The Barn will be the epicenter of social gatherings and activities in The Retreat. The 10,000-square-foot, state-of-the-art amenity center will feature an outdoor beach-entry pool with lap lanes and lounging area, an outdoor spa, fitness studio, gaming room, entertaining kitchen, pickleball courts, bocce ball, event lawn and more. Access to the The Barn will be limited to residents of The Retreat and their guests. Construction is underway, with The Barn expected to open in late 2021.
“The Barn will become the heartbeat of the community, but the OakwoodLife lifestyle directors make the difference,” Fraley says. “Our lifestyle directors engage with members to help them create plans for how this stage of life is going to go from this point forward, whether that’s hiking the Grand Canyon or serving people in need.”

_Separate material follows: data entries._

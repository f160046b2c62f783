//! Generic decoded response value.
//!
//! # Design
//! Softaculous responses have no fixed schema: each `act` returns its own
//! shape and the client never validates it. `Value` is a tagged union wide
//! enough for both wire formats. PHP arrays are ordered maps keyed by integers
//! or strings, so `Map` keeps insertion order and `Key` keeps both key types.
//! String keys that spell a canonical decimal integer become `Key::Int`, as
//! PHP itself does, so a JSON object and a PHP array carrying the same data
//! decode to equal values. PHP arrays keyed `0..n` in order are lists, which
//! `json_encode` writes as JSON arrays; both decode to `Value::List`.

use std::fmt;

use indexmap::IndexMap;
use serde::de::{self, Deserialize, Deserializer, MapAccess, SeqAccess, Visitor};
use serde::ser::{Serialize, SerializeMap, SerializeSeq, Serializer};

/// Map key of a decoded response.
#[derive(Debug, Clone, PartialEq, Eq, Hash)]
pub enum Key {
    Int(i64),
    Str(String),
}

impl Key {
    /// Build a key from text, turning canonical integers into `Key::Int`.
    pub fn from_text(text: &str) -> Self {
        match parse_canonical_int(text) {
            Some(n) => Key::Int(n),
            None => Key::Str(text.to_string()),
        }
    }
}

impl fmt::Display for Key {
    fn fmt(&self, f: &mut fmt::Formatter<'_>) -> fmt::Result {
        match self {
            Key::Int(n) => write!(f, "{n}"),
            Key::Str(s) => f.write_str(s),
        }
    }
}

impl From<&str> for Key {
    fn from(text: &str) -> Self {
        Key::from_text(text)
    }
}

impl From<i64> for Key {
    fn from(n: i64) -> Self {
        Key::Int(n)
    }
}

/// `"0"`, `"-12"` and `"26"` qualify; `"007"`, `"+1"`, `"-0"` and `" 1"` do not.
fn parse_canonical_int(text: &str) -> Option<i64> {
    let digits = text.strip_prefix('-').unwrap_or(text);
    if digits.is_empty() || !digits.bytes().all(|b| b.is_ascii_digit()) {
        return None;
    }
    if digits.len() > 1 && digits.starts_with('0') {
        return None;
    }
    if text == "-0" {
        return None;
    }
    text.parse().ok()
}

pub type Map = IndexMap<Key, Value>;

/// A decoded response document.
#[derive(Debug, Clone, PartialEq, Default)]
pub enum Value {
    #[default]
    Null,
    Bool(bool),
    Int(i64),
    Float(f64),
    Str(String),
    List(Vec<Value>),
    Map(Map),
}

impl Value {
    /// Look up a map entry. Numeric text also matches integer keys.
    pub fn get(&self, key: impl Into<Key>) -> Option<&Value> {
        match self {
            Value::Map(map) => map.get(&key.into()),
            _ => None,
        }
    }

    /// Element `i` of a list, or the entry keyed `i` of a map.
    pub fn index(&self, i: usize) -> Option<&Value> {
        match self {
            Value::List(items) => items.get(i),
            Value::Map(map) => i64::try_from(i).ok().and_then(|n| map.get(&Key::Int(n))),
            _ => None,
        }
    }

    pub fn is_null(&self) -> bool {
        matches!(self, Value::Null)
    }

    pub fn as_bool(&self) -> Option<bool> {
        match self {
            Value::Bool(b) => Some(*b),
            _ => None,
        }
    }

    pub fn as_i64(&self) -> Option<i64> {
        match self {
            Value::Int(n) => Some(*n),
            _ => None,
        }
    }

    /// Floats as-is, integers widened.
    pub fn as_f64(&self) -> Option<f64> {
        match self {
            Value::Float(x) => Some(*x),
            Value::Int(n) => Some(*n as f64),
            _ => None,
        }
    }

    pub fn as_str(&self) -> Option<&str> {
        match self {
            Value::Str(s) => Some(s),
            _ => None,
        }
    }

    pub fn as_list(&self) -> Option<&[Value]> {
        match self {
            Value::List(items) => Some(items),
            _ => None,
        }
    }

    pub fn as_map(&self) -> Option<&Map> {
        match self {
            Value::Map(map) => Some(map),
            _ => None,
        }
    }
}

impl From<&str> for Value {
    fn from(s: &str) -> Self {
        Value::Str(s.to_string())
    }
}

impl From<i64> for Value {
    fn from(n: i64) -> Self {
        Value::Int(n)
    }
}

impl From<f64> for Value {
    fn from(x: f64) -> Self {
        Value::Float(x)
    }
}

impl From<bool> for Value {
    fn from(b: bool) -> Self {
        Value::Bool(b)
    }
}

impl<K: Into<Key>> FromIterator<(K, Value)> for Value {
    fn from_iter<I: IntoIterator<Item = (K, Value)>>(iter: I) -> Self {
        Value::Map(iter.into_iter().map(|(k, v)| (k.into(), v)).collect())
    }
}

impl Serialize for Value {
    fn serialize<S: Serializer>(&self, serializer: S) -> Result<S::Ok, S::Error> {
        match self {
            Value::Null => serializer.serialize_unit(),
            Value::Bool(b) => serializer.serialize_bool(*b),
            Value::Int(n) => serializer.serialize_i64(*n),
            Value::Float(x) => serializer.serialize_f64(*x),
            Value::Str(s) => serializer.serialize_str(s),
            Value::List(items) => {
                let mut seq = serializer.serialize_seq(Some(items.len()))?;
                for item in items {
                    seq.serialize_element(item)?;
                }
                seq.end()
            }
            Value::Map(map) => {
                let mut out = serializer.serialize_map(Some(map.len()))?;
                for (k, v) in map {
                    out.serialize_entry(&k.to_string(), v)?;
                }
                out.end()
            }
        }
    }
}

impl<'de> Deserialize<'de> for Value {
    fn deserialize<D: Deserializer<'de>>(deserializer: D) -> Result<Self, D::Error> {
        deserializer.deserialize_any(ValueVisitor)
    }
}

struct ValueVisitor;

impl<'de> Visitor<'de> for ValueVisitor {
    type Value = Value;

    fn expecting(&self, f: &mut fmt::Formatter<'_>) -> fmt::Result {
        f.write_str("any JSON value")
    }

    fn visit_unit<E: de::Error>(self) -> Result<Value, E> {
        Ok(Value::Null)
    }

    fn visit_none<E: de::Error>(self) -> Result<Value, E> {
        Ok(Value::Null)
    }

    fn visit_some<D: Deserializer<'de>>(self, deserializer: D) -> Result<Value, D::Error> {
        Deserialize::deserialize(deserializer)
    }

    fn visit_bool<E: de::Error>(self, b: bool) -> Result<Value, E> {
        Ok(Value::Bool(b))
    }

    fn visit_i64<E: de::Error>(self, n: i64) -> Result<Value, E> {
        Ok(Value::Int(n))
    }

    fn visit_u64<E: de::Error>(self, n: u64) -> Result<Value, E> {
        Ok(i64::try_from(n).map_or(Value::Float(n as f64), Value::Int))
    }

    fn visit_f64<E: de::Error>(self, x: f64) -> Result<Value, E> {
        Ok(Value::Float(x))
    }

    fn visit_str<E: de::Error>(self, s: &str) -> Result<Value, E> {
        Ok(Value::Str(s.to_string()))
    }

    fn visit_string<E: de::Error>(self, s: String) -> Result<Value, E> {
        Ok(Value::Str(s))
    }

    fn visit_seq<A: SeqAccess<'de>>(self, mut seq: A) -> Result<Value, A::Error> {
        let mut items = Vec::with_capacity(seq.size_hint().unwrap_or(0));
        while let Some(item) = seq.next_element()? {
            items.push(item);
        }
        Ok(Value::List(items))
    }

    fn visit_map<A: MapAccess<'de>>(self, mut access: A) -> Result<Value, A::Error> {
        let mut map = Map::with_capacity(access.size_hint().unwrap_or(0));
        while let Some((k, v)) = access.next_entry::<String, Value>()? {
            map.insert(Key::from_text(&k), v);
        }
        Ok(Value::Map(map))
    }
}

Lifestyle director Rachael Schulte already plans activities for residents under three key pillars—pursing passions, health and wellness, and connections—with the goal of fulfilling body, mind and spirit. “Since we are in the early stages of development in The Retreat, our members are fully engaged, voicing what they want the programming to look like,” Schulte says. “My job is to keep the community members engaged and connected to each other to live a healthy, active lifestyle.”
Schulte and team survey members about their interests. Aside from activities she plans or hosts, such as bingo, trivia night, educational lectures and cooking classes, there are also resident clubs. The garden club maintains the community garden for the neighborhood, and anyone with a green thumb is invited to help plan and maintain the garden space. The orchestra club welcomes anyone with musical talent and plans to perform future community concerts. The book club meets to discuss a new book each month.
During the pandemic, Schulte helped residents set up Zoom meetings to stay connected, including a virtual wine tasting. A tasting kit was delivered to residents’ doorsteps; then they joined a sommelier on Zoom to learn about the wines they were drinking. “Despite the challenging times, we have had great success with our virtual activities and events,” Schulte says. “It even allows our future residents who are out of state to join in on the fun and have a sense of belonging even before they move into the community. Silver lining!”
“The Retreat is definitely a community where everyone gets involved and makes meaningful connections with their neighbors,” Schulte says. The amenities and staff simply help to facilitate those connections that ultimately create a vibrant active community.
“When we circle back and ask our residents, ‘What’s so great about the community?’ they say it’s the connections and friends that they create,” Fraley says.